Unarchive it on the host:

     $ gunzip -c auto-20121015-232120.tar.gz | tar xvf -
     auto-20121015-232120/
     auto-20121015-232120/kernel/
     auto-20121015-232120/kernel/metadata
     auto-20121015-232120/kernel/channel0_1
     auto-20121015-232120/kernel/channel0_0
                

We can now import the trace into Eclipse and view it:

  1. First, start eclipse and open the 'LTTng Kernel' perspective by selecting the following menu item:

         Window | Open Perspective | Other...
                            
  2. In the dialog box that opens, select 'LTTng Kernel' from the list.

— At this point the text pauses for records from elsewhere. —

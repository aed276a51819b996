use axum::{
    Router,
    routing::{get, post},
};

use crate::controllers::estimate_controller::{
    create_estimate, get_health, get_offline_mode, set_offline_mode,
};
use crate::shared_state::AppState;

/// Build the `/api/*` sub-router. Every handler extracts `State<AppState>`,
/// so a single `.with_state` covers the whole surface.
pub fn api_routes(state: AppState) -> Router {
    Router::new()
        .route("/estimate", post(create_estimate))
        .route("/health", get(get_health))
        .route("/settings/offline-mode", get(get_offline_mode).post(set_offline_mode))
        .with_state(state)
}
//! Redo-log record framing
//!
//! Each committed batch becomes one frame:
//!
//! ```text
//! +------------------+
//! | Record Length    | (u32 LE, total including this field)
//! +------------------+
//! | Op Count         | (u32 LE)
//! +------------------+
//! | Ops              | (variable)
//! +------------------+
//! | Checksum         | (u32 LE, CRC32 over length + body)
//! +------------------+
//! ```
//!
//! A frame whose declared length extends past the end of the file is a
//! torn tail (the crash interrupted the append) and is dropped. A
//! frame that is fully present but fails its checksum is corruption
//! and aborts the open.

use std::sync::Arc;

use super::checksum::{compute_checksum, verify_checksum};
use super::errors::{EngineError, EngineResult};
use super::schema::TableId;
use super::table::TableOp;
use super::value::{Row, Value};

const OP_INSERT: u8 = 0;
const OP_UPDATE: u8 = 1;
const OP_DELETE: u8 = 2;

/// Frame overhead: length, op count, checksum.
const MIN_FRAME_LEN: usize = 4 + 4 + 4;

/// One durable log record: the ops of a single committed batch.
#[derive(Debug, Clone)]
pub struct LogRecord {
    pub ops: Vec<TableOp>,
}

impl LogRecord {
    pub fn new(ops: Vec<TableOp>) -> LogRecord {
        LogRecord { ops }
    }

    /// Serializes the record into a framed, checksummed byte vector.
    pub fn encode(&self) -> Vec<u8> {
        let mut body = Vec::new();
        body.extend_from_slice(&(self.ops.len() as u32).to_le_bytes());
        for op in &self.ops {
            encode_op(&mut body, op);
        }

        let record_length = (4 + body.len() + 4) as u32;
        let mut checksum_data = Vec::with_capacity(4 + body.len());
        checksum_data.extend_from_slice(&record_length.to_le_bytes());
        checksum_data.extend_from_slice(&body);
        let checksum = compute_checksum(&checksum_data);

        let mut frame = Vec::with_capacity(record_length as usize);
        frame.extend_from_slice(&record_length.to_le_bytes());
        frame.extend_from_slice(&body);
        frame.extend_from_slice(&checksum.to_le_bytes());
        frame
    }

    /// Decodes one frame from the front of `data`.
    ///
    /// Returns `Ok(None)` when the bytes present cannot hold the
    /// declared frame (torn tail); corruption inside a fully present
    /// frame is an error.
    pub fn decode_frame(data: &[u8]) -> EngineResult<Option<(LogRecord, usize)>> {
        if data.len() < 4 {
            return Ok(None);
        }
        let record_length =
            u32::from_le_bytes([data[0], data[1], data[2], data[3]]) as usize;
        if data.len() < record_length {
            return Ok(None);
        }
        if record_length < MIN_FRAME_LEN {
            return Err(EngineError::Corruption(format!(
                "invalid frame length {}",
                record_length
            )));
        }

        let checksum_offset = record_length - 4;
        let stored = u32::from_le_bytes([
            data[checksum_offset],
            data[checksum_offset + 1],
            data[checksum_offset + 2],
            data[checksum_offset + 3],
        ]);
        if !verify_checksum(&data[..checksum_offset], stored) {
            return Err(EngineError::Corruption("frame checksum mismatch".into()));
        }

        let body = &data[4..checksum_offset];
        let mut pos = 0;
        let op_count = decode_u32(body, &mut pos)? as usize;
        let mut ops = Vec::with_capacity(op_count);
        for _ in 0..op_count {
            ops.push(decode_op(body, &mut pos)?);
        }
        if pos != body.len() {
            return Err(EngineError::Corruption("trailing bytes in frame body".into()));
        }
        Ok(Some((LogRecord { ops }, record_length)))
    }
}

fn encode_op(buf: &mut Vec<u8>, op: &TableOp) {
    match op {
        TableOp::Insert { table, row_id, row } => {
            buf.push(OP_INSERT);
            buf.push(table.as_u8());
            buf.extend_from_slice(&row_id.to_le_bytes());
            encode_row(buf, row);
        }
        TableOp::Update { table, row_id, row } => {
            buf.push(OP_UPDATE);
            buf.push(table.as_u8());
            buf.extend_from_slice(&row_id.to_le_bytes());
            encode_row(buf, row);
        }
        TableOp::Delete { table, row_id } => {
            buf.push(OP_DELETE);
            buf.push(table.as_u8());
            buf.extend_from_slice(&row_id.to_le_bytes());
        }
    }
}

fn encode_row(buf: &mut Vec<u8>, row: &Row) {
    buf.extend_from_slice(&(row.len() as u16).to_le_bytes());
    for value in row {
        value.encode(buf);
    }
}

fn decode_op(data: &[u8], pos: &mut usize) -> EngineResult<TableOp> {
    let tag = decode_u8(data, pos)?;
    let table = TableId::from_u8(decode_u8(data, pos)?)
        .ok_or_else(|| EngineError::Corruption("unknown table id in op".into()))?;
    let row_id = decode_u64(data, pos)?;
    match tag {
        OP_INSERT => Ok(TableOp::Insert {
            table,
            row_id,
            row: Arc::new(decode_row(data, pos)?),
        }),
        OP_UPDATE => Ok(TableOp::Update {
            table,
            row_id,
            row: Arc::new(decode_row(data, pos)?),
        }),
        OP_DELETE => Ok(TableOp::Delete { table, row_id }),
        other => Err(EngineError::Corruption(format!("unknown op tag {}", other))),
    }
}

fn decode_row(data: &[u8], pos: &mut usize) -> EngineResult<Row> {
    let count = decode_u16(data, pos)? as usize;
    let mut row = Vec::with_capacity(count);
    for _ in 0..count {
        row.push(Value::decode(data, pos)?);
    }
    Ok(row)
}

fn decode_u8(data: &[u8], pos: &mut usize) -> EngineResult<u8> {
    let byte = data
        .get(*pos)
        .copied()
        .ok_or_else(|| EngineError::Corruption("op truncated".into()))?;
    *pos += 1;
    Ok(byte)
}

fn decode_u16(data: &[u8], pos: &mut usize) -> EngineResult<u16> {
    if *pos + 2 > data.len() {
        return Err(EngineError::Corruption("op truncated".into()));
    }
    let value = u16::from_le_bytes([data[*pos], data[*pos + 1]]);
    *pos += 2;
    Ok(value)
}

fn decode_u32(data: &[u8], pos: &mut usize) -> EngineResult<u32> {
    if *pos + 4 > data.len() {
        return Err(EngineError::Corruption("op truncated".into()));
    }
    let value = u32::from_le_bytes([data[*pos], data[*pos + 1], data[*pos + 2], data[*pos + 3]]);
    *pos += 4;
    Ok(value)
}

fn decode_u64(data: &[u8], pos: &mut usize) -> EngineResult<u64> {
    if *pos + 8 > data.len() {
        return Err(EngineError::Corruption("op truncated".into()));
    }
    let mut raw = [0u8; 8];
    raw.copy_from_slice(&data[*pos..*pos + 8]);
    *pos += 8;
    Ok(u64::from_le_bytes(raw))
}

  3. Back at the main menu, select the following menu item:

         File | New | Project...
                            
  4. In the dialog box that opens, select the 'Tracing | Tracing Project' wizard and press 'Next>'.

  5. Give the project a name and press 'Finish'.

  6. In the 'Project Explorer' pane under the project you created, right click on the 'Traces' item.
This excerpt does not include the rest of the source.